Piero Antinori Receives 2008 “Lifetime Achievement" Award.

Italian winemaker Marchese Piero Antinori, president of Marchesi Antinori, one of the most historic and prestigious names in Tuscan viticulture, received a 2008 “Lifetime Achievement" Award from the American trade magazine Wine Enthusiast for “bringing Italy to the forefront of world enology in terms of innovation, quality and recognition.”1

The Wine Enthusiast Magazine, founded in 1988, is a leading U.S. lifestyle magazine covering wine and food topics worldwide as well as spirits and travel topics. For a complete listing of the magazine's Wine Star Award winners for 2008, see Wine Star Awards.

Beginning with Giovanni di Piero Antinori, who in 1385 joined the Florentine Winemakers Guild, the Antinori family has been producing quality wines for over 600 years. Throughout the company’s long history the Antinori estate has remained family owned and operated and Marchese Piero Antinori is the 26th consecutive generation of wine producers in the Antinori family (“Marchese” is the title for an Italian nobleman equivalent to the French “Marquis”).

Piero Antinori was born in Florence in 1939, studied Economics in college and joined the family company shortly after graduation. He took over the reins of the company from his father, Niccolo, in 1965 and today serves as president of the company.  He is capably assisted by his three daughters, Alessia, Albiera and Allegra, all of whom hold managerial positions in the company and are being groomed to assume responsibility for the company’s diverse operations and thereby become the 27th generation of Antinori wine producers.

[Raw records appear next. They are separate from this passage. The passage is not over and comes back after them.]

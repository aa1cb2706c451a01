use serde::Serialize;

use crate::embed_texts::{embed_query, Embedder};
use crate::error::Result;
use crate::store_qdrant::VectorIndex;

/// A course document returned by nearest-neighbour search.
#[derive(Clone, Debug, Default, PartialEq, Eq, Serialize)]
pub struct RetrievedDocument {
    pub text: String,
    pub title: String,
    pub url: String,
}

/// Top-`k` course documents for `question`, closest first.
///
/// Embedding failures are returned as errors. An unreachable or missing index is
/// logged and yields no documents, which the generator turns into a refusal.
pub fn retrieve_courses(
    embedder: &dyn Embedder,
    index: &dyn VectorIndex,
    question: &str,
    k: usize,
) -> Result<Vec<RetrievedDocument>> {
    let vector = embed_query(embedder, question)?;
    match index.query(&vector, k) {
        Ok(documents) => {
            tracing::debug!(k, hits = documents.len(), "semantic retrieval");
            Ok(documents)
        }
        Err(err) => {
            tracing::warn!("vector index query failed, continuing without context: {err}");
            Ok(vec![])
        }
    }
}
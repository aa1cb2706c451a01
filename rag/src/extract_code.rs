use std::sync::LazyLock;

use regex::Regex;

// 3-7 letters, optional space/hyphen separator, exactly 3 digits.
static COURSE_CODE: LazyLock<Regex> = LazyLock::new(|| {
    Regex::new(r"\b[A-Za-z]{3,7}\s*-?\s*[0-9]{3}\b").expect("course code pattern is valid")
});

/// Lookup key for a course code: uppercase, whitespace and hyphens removed.
pub fn normalize_code(raw: &str) -> String {
    raw.chars()
        .filter(|c| !c.is_whitespace() && *c != '-')
        .flat_map(char::to_uppercase)
        .collect()
}

/// Returns the normalized form of the leftmost course-code-shaped token in `text`.
pub fn extract_code(text: &str) -> Option<String> {
    COURSE_CODE.find(text).map(|m| normalize_code(m.as_str()))
}

#[cfg(test)]
mod tests {
    use proptest::prelude::*;

    use super::*;

    #[test]
    fn spacing_hyphen_and_case_are_normalized() {
        for text in ["infost-790", "INFOST 790", "InfoSt790", "about infost - 790?"] {
            assert_eq!(extract_code(text).as_deref(), Some("INFOST790"), "{text}");
        }
    }

    #[test]
    fn finds_code_inside_a_question() {
        assert_eq!(
            extract_code("What are the prerequisites for INFOST 790?").as_deref(),
            Some("INFOST790")
        );
    }

    #[test]
    fn leftmost_code_wins() {
        assert_eq!(
            extract_code("compare COMPSCI 557 and INFOST 790").as_deref(),
            Some("COMPSCI557")
        );
    }

    #[test]
    fn seven_letters_match() {
        assert_eq!(extract_code("COMPSCI790").as_deref(), Some("COMPSCI790"));
    }

    #[test]
    fn wrong_letter_or_digit_counts_do_not_match() {
        assert_eq!(extract_code("CS50"), None);
        assert_eq!(extract_code("CS 500"), None);
        assert_eq!(extract_code("ABCDEFGH 790"), None);
        assert_eq!(extract_code("INFOST 79"), None);
        assert_eq!(extract_code("INFOST 7901"), None);
    }

    #[test]
    fn plain_text_has_no_code() {
        assert_eq!(extract_code("Tell me about database systems"), None);
        assert_eq!(extract_code(""), None);
    }

    #[test]
    fn normalize_strips_inner_whitespace() {
        assert_eq!(normalize_code(" infost\t- 790 "), "INFOST790");
    }

    proptest! {
        #[test]
        fn any_valid_code_normalizes(
            letters in "[A-Za-z]{3,7}",
            sep in prop::sample::select(vec!["", " ", "-", " - ", "  "]),
            digits in "[0-9]{3}",
        ) {
            let question = format!("what about {letters}{sep}{digits}?");
            let expected = format!("{}{digits}", letters.to_uppercase());
            prop_assert_eq!(extract_code(&question), Some(expected));
        }
    }
}
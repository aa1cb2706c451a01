use serde::{Deserialize, Serialize};
use serde_json::Value;

use crate::config::{Config, LlmEndpoint, Provider};
use crate::error::{RagError, Result, Service};
use crate::http::{bearer_headers, HttpClient};

/// Turns text into fixed-length vectors. Used the same way for indexing and querying.
pub trait Embedder: Send + Sync {
    fn embed(&self, texts: &[String]) -> Result<Vec<Vec<f32>>>;
}

/// Embeds a single question.
pub fn embed_query(embedder: &dyn Embedder, text: &str) -> Result<Vec<f32>> {
    embedder
        .embed(&[text.to_string()])?
        .into_iter()
        .next()
        .filter(|v| !v.is_empty())
        .ok_or(RagError::EmptyResponse {
            service: Service::Embedding,
        })
}

#[derive(Debug)]
pub struct HttpEmbedder {
    http: HttpClient,
    endpoint: LlmEndpoint,
    model: String,
}

impl HttpEmbedder {
    pub fn new(cfg: &Config, endpoint: LlmEndpoint) -> Result<Self> {
        let http = HttpClient::new(
            Service::Embedding,
            cfg.request_timeout,
            cfg.connect_timeout,
            bearer_headers(endpoint.api_key.as_deref())?,
        )?;
        Ok(Self {
            http,
            endpoint,
            model: cfg.embed_model.clone(),
        })
    }

    fn embed_openai(&self, texts: &[String]) -> Result<Vec<Vec<f32>>> {
        let url = format!("{}/embeddings", self.endpoint.base_url);
        let req = OpenAiEmbedRequest {
            model: &self.model,
            input: texts,
        };
        let mut res = self.http.post_json::<OpenAiEmbedResponse, _>(&url, &req)?;
        res.data.sort_by_key(|d| d.index);
        Ok(res.data.into_iter().map(|d| d.embedding).collect())
    }

    fn embed_ollama(&self, texts: &[String]) -> Result<Vec<Vec<f32>>> {
        let url = format!("{}/api/embed", self.endpoint.base_url);
        let req = OllamaEmbedRequest {
            model: &self.model,
            input: texts,
        };
        match self.http.post_json::<Value, _>(&url, &req) {
            Ok(res) => parse_embeddings(&res),
            Err(err) if err.is_not_found() => {
                // Older Ollama servers only expose the single-prompt endpoint.
                tracing::debug!("falling back to legacy /api/embeddings");
                let url = format!("{}/api/embeddings", self.endpoint.base_url);
                texts
                    .iter()
                    .map(|text| {
                        let req = OllamaLegacyRequest {
                            model: &self.model,
                            prompt: text,
                        };
                        let res = self.http.post_json::<Value, _>(&url, &req)?;
                        parse_embeddings(&res)?.into_iter().next().ok_or(
                            RagError::EmptyResponse {
                                service: Service::Embedding,
                            },
                        )
                    })
                    .collect()
            }
            Err(err) => Err(err),
        }
    }
}

impl Embedder for HttpEmbedder {
    fn embed(&self, texts: &[String]) -> Result<Vec<Vec<f32>>> {
        if texts.is_empty() {
            return Ok(vec![]);
        }
        let vectors = match self.endpoint.provider {
            Provider::OpenAi => self.embed_openai(texts)?,
            Provider::Ollama => self.embed_ollama(texts)?,
        };
        if vectors.len() != texts.len() {
            return Err(RagError::Decode {
                service: Service::Embedding,
                message: format!("expected {} embeddings, got {}", texts.len(), vectors.len()),
            });
        }
        Ok(vectors)
    }
}

#[derive(Serialize)]
struct OpenAiEmbedRequest<'a> {
    model: &'a str,
    input: &'a [String],
}

#[derive(Deserialize)]
struct OpenAiEmbedResponse {
    data: Vec<OpenAiEmbedding>,
}

#[derive(Deserialize)]
struct OpenAiEmbedding {
    #[serde(default)]
    index: usize,
    embedding: Vec<f32>,
}

#[derive(Serialize)]
struct OllamaEmbedRequest<'a> {
    model: &'a str,
    input: &'a [String],
}

#[derive(Serialize)]
struct OllamaLegacyRequest<'a> {
    model: &'a str,
    prompt: &'a str,
}

fn parse_embeddings(value: &Value) -> Result<Vec<Vec<f32>>> {
    if let Some(embeddings) = value.get("embeddings") {
        return parse_embeddings_value(embeddings);
    }
    if let Some(embedding) = value.get("embedding") {
        return parse_embeddings_value(embedding);
    }
    Err(decode_error("no embeddings in response"))
}

fn parse_embeddings_value(value: &Value) -> Result<Vec<Vec<f32>>> {
    let arr = value
        .as_array()
        .ok_or_else(|| decode_error("embeddings are not an array"))?;
    if arr.is_empty() {
        return Ok(vec![]);
    }
    if arr[0].is_array() {
        return arr.iter().map(parse_vec).collect();
    }
    Ok(vec![parse_vec(value)?])
}

fn parse_vec(value: &Value) -> Result<Vec<f32>> {
    let arr = value
        .as_array()
        .ok_or_else(|| decode_error("embedding is not an array"))?;
    arr.iter()
        .map(|v| {
            v.as_f64()
                .map(|n| n as f32)
                .ok_or_else(|| decode_error("embedding value is not a number"))
        })
        .collect()
}

fn decode_error(message: &str) -> RagError {
    RagError::Decode {
        service: Service::Embedding,
        message: message.to_string(),
    }
}
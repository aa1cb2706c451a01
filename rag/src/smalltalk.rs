pub const BOT_NAME: &str = "PantherBot";

const GREETINGS: &[&str] = &["hi", "hello", "hey", "yo", "hiya", "sup"];
const FAREWELLS: &[&str] = &["bye", "goodbye", "see you", "see ya"];

/// Conversational input that gets a canned reply instead of a catalog search.
#[derive(Clone, Copy, Debug, PartialEq, Eq)]
pub enum Smalltalk {
    Greeting,
    GoodMorning,
    GoodAfternoon,
    GoodEvening,
    Thanks,
    Identity,
    Farewell,
}

impl Smalltalk {
    /// Categories are tried in declaration order; the first match wins.
    pub fn classify(text: &str) -> Option<Self> {
        let q = text.trim().to_lowercase();

        if GREETINGS
            .iter()
            .any(|g| q == *g || q.strip_prefix(g).is_some_and(|rest| rest.starts_with(' ')))
        {
            return Some(Self::Greeting);
        }
        if q.contains("good morning") {
            return Some(Self::GoodMorning);
        }
        if q.contains("good afternoon") {
            return Some(Self::GoodAfternoon);
        }
        if q.contains("good evening") {
            return Some(Self::GoodEvening);
        }
        if q.contains("thank") {
            return Some(Self::Thanks);
        }
        if q.contains("who are you")
            || q.contains("what are you")
            || q.contains(&BOT_NAME.to_lowercase())
        {
            return Some(Self::Identity);
        }
        if FAREWELLS.contains(&q.as_str()) {
            return Some(Self::Farewell);
        }
        None
    }

    pub fn reply(self) -> &'static str {
        match self {
            Self::Greeting => {
                "Hello! 👋 I'm PantherBot, your UWM course assistant. \
                 Ask me about courses, prerequisites, credits, or degree requirements."
            }
            Self::GoodMorning => "Good morning! ☀️ How can I help you with UWM courses today?",
            Self::GoodAfternoon => "Good afternoon! 😄 What course information are you looking for?",
            Self::GoodEvening => "Good evening! 🌙 Need help with any UWM course details?",
            Self::Thanks => "You’re welcome! 😊 Let me know if you want to look up another course.",
            Self::Identity => {
                "I’m PantherBot, a UWM course assistant chatbot. I can help you find \
                 information about courses, prerequisites, credits, and program requirements."
            }
            Self::Farewell => "Bye! 👋 Good luck with your classes at UWM!",
        }
    }
}

/// Canned reply for conversational input, if any.
pub fn smalltalk_reply(text: &str) -> Option<&'static str> {
    Smalltalk::classify(text).map(Smalltalk::reply)
}
use std::time::Duration;

use reqwest::blocking::{Client, RequestBuilder};
use reqwest::header::{AUTHORIZATION, CONTENT_TYPE, HeaderMap, HeaderName, HeaderValue};
use serde::de::DeserializeOwned;
use serde::Serialize;
use serde_json::from_str;

use crate::error::{RagError, Result, Service};

/// Blocking JSON client bound to one external service. Every request carries the
/// configured timeout, and every failure is reported against `service`.
#[derive(Clone, Debug)]
pub struct HttpClient {
    client: Client,
    service: Service,
    timeout: Duration,
}

impl HttpClient {
    pub fn new(
        service: Service,
        timeout: Duration,
        connect_timeout: Duration,
        headers: HeaderMap,
    ) -> Result<Self> {
        let client = Client::builder()
            .timeout(timeout)
            .connect_timeout(connect_timeout)
            .default_headers(headers)
            .user_agent(concat!("pantherbot/", env!("CARGO_PKG_VERSION")))
            .build()
            .map_err(|e| RagError::Transport {
                service,
                message: e.to_string(),
            })?;
        Ok(Self {
            client,
            service,
            timeout,
        })
    }

    pub fn get_json<T: DeserializeOwned>(&self, url: &str) -> Result<T> {
        self.send(self.client.get(url), url)
    }

    pub fn post_json<T: DeserializeOwned, B: Serialize>(&self, url: &str, body: &B) -> Result<T> {
        let req = self
            .client
            .post(url)
            .header(CONTENT_TYPE, "application/json")
            .json(body);
        self.send(req, url)
    }

    pub fn put_json<T: DeserializeOwned, B: Serialize>(&self, url: &str, body: &B) -> Result<T> {
        let req = self
            .client
            .put(url)
            .header(CONTENT_TYPE, "application/json")
            .json(body);
        self.send(req, url)
    }

    fn send<T: DeserializeOwned>(&self, req: RequestBuilder, url: &str) -> Result<T> {
        let resp = req.send().map_err(|e| self.transport_error(&e))?;
        let status = resp.status();
        let text = resp.text().map_err(|e| self.transport_error(&e))?;
        if !status.is_success() {
            tracing::error!(service = %self.service, %url, %status, "request failed: {text}");
            return Err(RagError::Status {
                service: self.service,
                status: status.as_u16(),
                body: text,
            });
        }
        from_str::<T>(&text).map_err(|e| RagError::Decode {
            service: self.service,
            message: format!("{e} | {text}"),
        })
    }

    fn transport_error(&self, err: &reqwest::Error) -> RagError {
        if err.is_timeout() {
            RagError::Timeout {
                service: self.service,
                secs: self.timeout.as_secs(),
            }
        } else {
            RagError::Transport {
                service: self.service,
                message: err.to_string(),
            }
        }
    }
}

pub fn bearer_headers(api_key: Option<&str>) -> Result<HeaderMap> {
    let mut headers = HeaderMap::new();
    if let Some(key) = api_key {
        headers.insert(AUTHORIZATION, header_value(&format!("Bearer {key}"))?);
    }
    Ok(headers)
}

pub fn api_key_headers(api_key: Option<&str>) -> Result<HeaderMap> {
    let mut headers = HeaderMap::new();
    if let Some(key) = api_key {
        headers.insert(HeaderName::from_static("api-key"), header_value(key)?);
    }
    Ok(headers)
}

fn header_value(raw: &str) -> Result<HeaderValue> {
    HeaderValue::from_str(raw)
        .map_err(|_| RagError::Config("credential contains characters not allowed in a header".to_string()))
}
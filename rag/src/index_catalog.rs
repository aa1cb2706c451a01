use crate::catalog::{Catalog, CourseRecord};
use crate::embed_texts::Embedder;
use crate::error::{RagError, Result, Service};
use crate::store_qdrant::{CoursePoint, VectorIndex};

/// Text stored in the vector index for one course.
#[derive(Clone, Debug, PartialEq, Eq)]
pub struct CourseDocument {
    pub id: String,
    pub title: String,
    pub text: String,
    pub url: String,
}

pub fn course_document(record: &CourseRecord) -> CourseDocument {
    let code = record.course_code.trim();
    let title = record.course_title.trim();
    let description = record.description.trim();
    let credits = record.credits.trim();
    let prerequisites = record.prerequisites.trim();

    let display_title = if code.is_empty() {
        title.to_string()
    } else {
        format!("{code}: {title}")
    };

    let mut parts = vec![display_title.clone()];
    if !description.is_empty() {
        parts.push(description.to_string());
    }
    if !credits.is_empty() {
        parts.push(format!("Credits: {credits}."));
    }
    if !prerequisites.is_empty() {
        parts.push(format!("Prerequisites: {prerequisites}"));
    }

    CourseDocument {
        id: format!("course::{code}"),
        title: display_title,
        text: parts.join(" ").trim().to_string(),
        url: record.source_url.trim().to_string(),
    }
}

/// Embeds every catalog course and upserts it into `index`. Returns the number of
/// documents stored. Re-running overwrites the same points.
pub fn index_catalog(
    catalog: &Catalog,
    embedder: &dyn Embedder,
    index: &dyn VectorIndex,
    batch_size: usize,
) -> Result<usize> {
    let documents: Vec<CourseDocument> = catalog
        .iter()
        .map(course_document)
        .filter(|doc| !doc.text.is_empty())
        .collect();
    if documents.is_empty() {
        return Ok(0);
    }

    let mut collection_ready = false;
    let mut stored = 0;
    for batch in documents.chunks(batch_size.max(1)) {
        let texts: Vec<String> = batch.iter().map(|d| d.text.clone()).collect();
        let vectors = embedder.embed(&texts)?;
        if vectors.len() != batch.len() {
            return Err(RagError::Decode {
                service: Service::Embedding,
                message: format!("expected {} embeddings, got {}", batch.len(), vectors.len()),
            });
        }
        if !collection_ready {
            let size = vectors.first().map_or(0, Vec::len);
            if size == 0 {
                return Err(RagError::EmptyResponse {
                    service: Service::Embedding,
                });
            }
            index.ensure_collection(size)?;
            collection_ready = true;
        }

        let points: Vec<CoursePoint> = batch
            .iter()
            .zip(vectors)
            .map(|(doc, vector)| CoursePoint {
                doc_id: doc.id.clone(),
                vector,
                title: doc.title.clone(),
                url: doc.url.clone(),
                document: doc.text.clone(),
            })
            .collect();
        index.upsert(&points)?;
        stored += points.len();
        tracing::info!(stored, total = documents.len(), "indexed course batch");
    }

    Ok(stored)
}
use crate::catalog::CourseRecord;

/// Renders a catalog row as a Markdown answer. Blank fields are left out entirely.
pub fn format_course_answer(record: &CourseRecord) -> String {
    let code = record.course_code.trim();
    let title = record.course_title.trim();
    let credits = record.credits.trim();
    let description = record.description.trim();
    let prerequisites = record.prerequisites.trim();
    let url = record.source_url.trim();

    let mut lines = Vec::new();
    if !code.is_empty() || !title.is_empty() {
        lines.push(format!("**{code}: {title}**"));
    }
    if !credits.is_empty() {
        lines.push(format!("**Credits:** {credits}"));
    }
    if !description.is_empty() {
        lines.push(description.to_string());
    }
    if !prerequisites.is_empty() {
        lines.push(format!("**Prerequisites:** {prerequisites}"));
    }
    for req in &record.required_for_program {
        let requirement = req.requirement.trim();
        if !requirement.is_empty() {
            lines.push(format!("**Required for {}:** {requirement}", req.program.trim()));
        }
    }
    if !url.is_empty() {
        lines.push(format!("(Source: {url})"));
    }

    lines.join("\n\n")
}
fn cursor_x_in_view(input: &str, cursor: usize, max_width: usize) -> usize {
    if max_width == 0 {
        return 0;
    }
    let len = input.chars().count();
    let cursor = cursor.min(len);
    cursor
        .saturating_sub(view_start(len, cursor, max_width))
        .min(max_width)
}

fn line_count(text: &str) -> usize {
    text.lines().count().max(1)
}

fn draw_ui(terminal: &mut Terminal<CrosstermBackend<io::Stdout>>, app: &mut App) -> io::Result<()> {
    let spinner = ["|", "/", "-", "\\"];

    terminal.draw(|frame| {
        let title_style = Style::default().fg(Color::Yellow).add_modifier(Modifier::BOLD);
        let info_border = Style::default().fg(Color::Yellow);
        let input_border = Style::default().fg(Color::DarkGray);
        let help_border = Style::default().fg(Color::DarkGray);
        let chat_text_style = Style::default().fg(Color::White);
        let sources_text_style = Style::default().fg(Color::Blue);
        let help_text_style = Style::default().fg(Color::DarkGray);
        let input_text_style = Style::default().fg(Color::Gray);

        let area = frame.area();
        let chunks = Layout::default()
            .direction(Direction::Vertical)
            .constraints([
                Constraint::Min(8),
                Constraint::Length(3),
                Constraint::Length(3),
            ])
            .split(area);
        let output_chunks = Layout::default()
            .direction(Direction::Vertical)
            .constraints([Constraint::Percentage(65), Constraint::Percentage(35)])
            .split(chunks[0]);

        let chat_text = render_transcript(&app.transcript, app.status.as_deref());
        let sources_text = render_sources_panel(&app.sources, &app.documents);

        let focus_mark = |focus: OutputFocus| if app.output_focus == focus { " *" } else { "" };
        let chat_title = if app.is_loading {
            format!("{BOT_NAME} {}{}", spinner[app.spinner_idx], focus_mark(OutputFocus::Chat))
        } else {
            format!("{BOT_NAME}{}", focus_mark(OutputFocus::Chat))
        };
        let sources_title = format!("Sources{}", focus_mark(OutputFocus::Sources));

        let chat_block = Block::bordered()
            .title(chat_title)
            .title_style(title_style)
            .border_style(info_border);
        let sources_block = Block::bordered()
            .title(sources_title)
            .title_style(title_style)
            .border_style(info_border);

        app.chat_content_len = line_count(&chat_text);
        app.chat_view_height = inner_height(output_chunks[0]);
        let chat_max = app.chat_content_len.saturating_sub(app.chat_view_height);
        if app.chat_auto_scroll {
            app.chat_scroll = chat_max;
            app.chat_auto_scroll = false;
        } else if app.chat_scroll > chat_max {
            app.chat_scroll = chat_max;
        }

        app.sources_content_len = line_count(&sources_text);
        app.sources_view_height = inner_height(output_chunks[1]);
        let sources_max = app
            .sources_content_len
            .saturating_sub(app.sources_view_height);
        if app.sources_scroll > sources_max {
            app.sources_scroll = sources_max;
        }

        let chat = Paragraph::new(chat_text)
            .style(chat_text_style)
            .scroll((app.chat_scroll as u16, 0))
            .wrap(Wrap { trim: false })
            .block(chat_block);
        frame.render_widget(chat, output_chunks[0]);

        let mut chat_scrollbar = ScrollbarState::new(app.chat_content_len).position(app.chat_scroll);
        let chat_scrollbar_widget = Scrollbar::new(ScrollbarOrientation::VerticalRight)
            .track_style(Style::default().fg(Color::DarkGray))
            .thumb_style(Style::default().fg(Color::Yellow));
        frame.render_stateful_widget(
            chat_scrollbar_widget,
            output_chunks[0].inner(Margin {
                vertical: 1,
                horizontal: 0,
            }),
            &mut chat_scrollbar,
        );

        let sources = Paragraph::new(sources_text)
            .style(sources_text_style)
            .scroll((app.sources_scroll as u16, 0))
            .wrap(Wrap { trim: true })
            .block(sources_block);
        frame.render_widget(sources, output_chunks[1]);

        let mut sources_scrollbar =
            ScrollbarState::new(app.sources_content_len).position(app.sources_scroll);
        let sources_scrollbar_widget = Scrollbar::new(ScrollbarOrientation::VerticalRight)
            .track_style(Style::default().fg(Color::DarkGray))
            .thumb_style(Style::default().fg(Color::Blue));
        frame.render_stateful_widget(
            sources_scrollbar_widget,
            output_chunks[1].inner(Margin {
                vertical: 1,
                horizontal: 0,
            }),
            &mut sources_scrollbar,
        );

        let input_block = Block::bordered()
            .title("Ask about UWM courses")
            .title_style(title_style)
            .border_style(input_border);
        let input_view = truncate_input(&app.input, app.cursor, inner_width(chunks[1]));
        let input = Paragraph::new(input_view)
            .style(input_text_style)
            .block(input_block);
        frame.render_widget(input, chunks[1]);

        let cursor_x = cursor_x_in_view(&app.input, app.cursor, inner_width(chunks[1]));
        let x = chunks[1].x + 1 + cursor_x as u16;
        let y = chunks[1].y + 1;
        frame.set_cursor_position((x, y));

        let help_block = Block::bordered()
            .title("Controls")
            .title_style(title_style)
            .border_style(help_border);
        let help = Paragraph::new(
            "Enter: Ask | F2/Ctrl+R: Index catalog | Ctrl+O: Focus | Up/Down/PgUp/PgDn/Home/End: Scroll | Esc/Ctrl+C: Quit",
        )
        .style(help_text_style)
        .wrap(Wrap { trim: true })
        .block(help_block);
        frame.render_widget(help, chunks[2]);
    })?;

    Ok(())
}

One of Marchese Antinori’s benchmark achievements was the introduction of Tignanello in 1971 which became the gold standard for a new category of wines called “Super Tuscans.” Constrained by the Chianti Classico DOC regulations, Antinori believed that great wines of special character could be produced in Tuscany from a blend of international varieties, such as Cabernet Sauvignon and Cabernet Franc, with native Sangiovese. The resulting Tignanello is a complex, firmly structured but elegant and aristocratic wine, not unlike Piero Antinori himself.

Within the Italian wine community, Piero Antinori is a larger-than-life personality – a trend-setting winemaker, consummate businessman and ambassador to the world for the wines of Italy.

The Antinori estate today is a multi-layered wine conglomerate with operations in Italy and around the world. In addition to wine estates in Tuscany, Umbria, Piedmont, Lombardy and Puglia, Marchese Antinori has operations in Napa, California and Chile’s Maipo Valley. Anticipating that wine would become an important element in lifestyle and destination travel, he opened a hotel in central Florence and a B&B not far from Florence. He also has opened restaurants in Italy as well as Vienna, Zurich, Moscow, Pebble Beach California and … well, you get the idea.

It’s hard to say where the Italian wine scene would be today without Piero Antinori‘s innovative initiatives. He has been an important influence in preserving Italy’s enological traditions while at the same time pioneering new approaches to producing quality wines. He is to wine what Frank Gehry is to architecture, pushing boundaries in order to create a remarkable artistic masterpiece.

While many individuals and personalities have contributed to Italy’s wine renaissance, there is little question that Piero Antinori’s singular initiatives have been instrumental in bringing Italy to the top of the world’s wine list.

1 “Piero Antinori,” Wine Enthusiast (December 15, 2008), p. 34.